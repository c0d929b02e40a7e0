// Copyright 2025 Nodesweep Authors
//
// Licensed under the Apache License, Version 2.0 (the "License");
// you may not use this file except in compliance with the License.
// You may obtain a copy of the License at
//
//     http://www.apache.org/licenses/LICENSE-2.0
//
// Unless required by applicable law or agreed to in writing, software
// distributed under the License is distributed on an "AS IS" BASIS,
// WITHOUT WARRANTIES OR CONDITIONS OF ANY KIND, either express or implied.
// See the License for the specific language governing permissions and
// limitations under the License.

use std::time::Duration;

use alloy::{
    primitives::{Address, U256},
    providers::{Provider, ProviderBuilder},
};
use anyhow::Context;
use clap::Args;

use super::{print_plan, resolve_plan, SweepOptions};
use crate::{config::GlobalConfig, settings::Settings};

const DEFAULT_TX_TIMEOUT: Duration = Duration::from_secs(120);

/// Command to submit the planned sweep as one atomic transaction.
#[non_exhaustive]
#[derive(Args, Clone, Debug)]
pub struct SweepExecute {
    /// Node address to sweep. Defaults to the saved node or the signer's address.
    pub node: Option<Address>,

    #[clap(flatten)]
    pub options: SweepOptions,
}

impl SweepExecute {
    /// Run the [SweepExecute] command.
    pub async fn run(&self, global_config: &GlobalConfig) -> anyhow::Result<()> {
        let settings = Settings::load()?;
        let node = global_config.resolve_node(self.node, &settings)?;
        let tx_signer = global_config.require_private_key()?;
        let rpc_url = global_config.require_rpc_url()?;

        // Connect to the chain.
        let provider = ProviderBuilder::new()
            .wallet(tx_signer)
            .connect(rpc_url.as_str())
            .await
            .with_context(|| format!("failed to connect provider to {rpc_url}"))?;
        let chain_id = provider.get_chain_id().await?;
        let deployment = global_config.resolve_deployment(chain_id)?;
        let snapshots = global_config.snapshot_client(&settings)?;

        let mut plan = resolve_plan(&provider, &deployment, &snapshots, node).await?;
        self.options.apply(&mut plan)?;

        let gas_price = U256::from(provider.get_gas_price().await?);
        print_plan(&plan, gas_price);

        let timeout = global_config.tx_timeout.unwrap_or(DEFAULT_TX_TIMEOUT);
        let receipt = plan.execute(&provider, &deployment, timeout).await?;
        println!(
            "Sweep confirmed in block {} ({} gas used): {}",
            receipt.block_number.unwrap_or_default(),
            receipt.gas_used,
            receipt.transaction_hash,
        );

        Ok(())
    }
}
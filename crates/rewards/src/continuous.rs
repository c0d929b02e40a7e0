// Copyright 2025 Nodesweep Authors
//
// Licensed under the Apache License, Version 2.0 (the "License");
// you may not use this file except in compliance with the License.
// You may obtain a copy of the License at
//
//     http://www.apache.org/licenses/LICENSE-2.0
//
// Unless required by applicable law or agreed to in writing, software
// distributed under the License is distributed on an "AS IS" BASIS,
// WITHOUT WARRANTIES OR CONDITIONS OF ANY KIND, either express or implied.
// See the License for the specific language governing permissions and
// limitations under the License.

//! Continuous (non-interval) rewards: undistributed minipool balances and the
//! node's execution-layer tip/MEV share.

use alloy::primitives::{Address, U256};

/// Operational status of a minipool.
#[derive(Debug, Clone, Copy, PartialEq, Eq)]
pub enum MinipoolStatus {
    Initialized,
    Prelaunch,
    Staking,
    Dissolved,
}

impl MinipoolStatus {
    /// Decode the on-chain status code. The deprecated withdrawable code and any
    /// unknown future codes map to `Dissolved`, which never contributes to totals.
    pub fn from_code(code: u8) -> Self {
        match code {
            0 => MinipoolStatus::Initialized,
            1 => MinipoolStatus::Prelaunch,
            2 => MinipoolStatus::Staking,
            _ => MinipoolStatus::Dissolved,
        }
    }
}

/// A minipool's undistributed balance, split into node and protocol shares where
/// the contract version supports the fee split.
#[derive(Debug, Clone)]
pub struct MinipoolBalance {
    pub minipool: Address,
    pub node: Address,
    pub status: MinipoolStatus,
    pub total_balance: U256,
    /// Node operator's share. Zero (undefined) when not fee-split upgraded.
    pub node_share: U256,
    /// Pooled depositors' share. Zero (undefined) when not fee-split upgraded.
    pub protocol_share: U256,
    /// Legacy contracts lack a node/protocol balance split and must not be
    /// distributed through the batch path.
    pub fee_split_upgraded: bool,
}

impl MinipoolBalance {
    /// Whether this minipool can contribute to a distribute batch: staking,
    /// fee-split upgraded, and holding a nonzero balance.
    pub fn is_distribution_eligible(&self) -> bool {
        self.status == MinipoolStatus::Staking
            && self.fee_split_upgraded
            && self.total_balance > U256::ZERO
    }
}

/// Aggregate continuous rewards for one node.
#[derive(Debug, Clone, Default)]
pub struct ContinuousRewards {
    /// Sum of eligible minipools' node shares.
    pub node_share_total: U256,
    /// Sum of eligible minipools' protocol shares.
    pub protocol_share_total: U256,
    /// The node's share held by its fee distributor contract. This lives in a
    /// separate sub-account from minipool balances and is queried independently.
    pub distributor_node_share: U256,
    /// Minipools that contributed to the totals.
    pub contributing_minipools: Vec<Address>,
}

impl ContinuousRewards {
    /// Node share across both sub-account kinds.
    pub fn node_total(&self) -> U256 {
        self.node_share_total.saturating_add(self.distributor_node_share)
    }
}

/// Sum node/protocol shares across the node's eligible minipools.
///
/// Ineligible minipools (wrong status, or not fee-split upgraded) contribute zero
/// to the totals but are not removed from the caller's listing; this aggregation
/// excludes them from sums, not from existence.
pub fn aggregate_continuous(
    minipools: &[MinipoolBalance],
    distributor_node_share: U256,
) -> ContinuousRewards {
    let mut totals = ContinuousRewards { distributor_node_share, ..Default::default() };

    for minipool in minipools {
        if !minipool.is_distribution_eligible() {
            continue;
        }
        totals.node_share_total = totals.node_share_total.saturating_add(minipool.node_share);
        totals.protocol_share_total =
            totals.protocol_share_total.saturating_add(minipool.protocol_share);
        totals.contributing_minipools.push(minipool.minipool);
    }

    totals
}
━━━━━━
Work out how many lines of the material include "GlobalConfig", then report only that count.

→ PROBLEM SOLUTION
2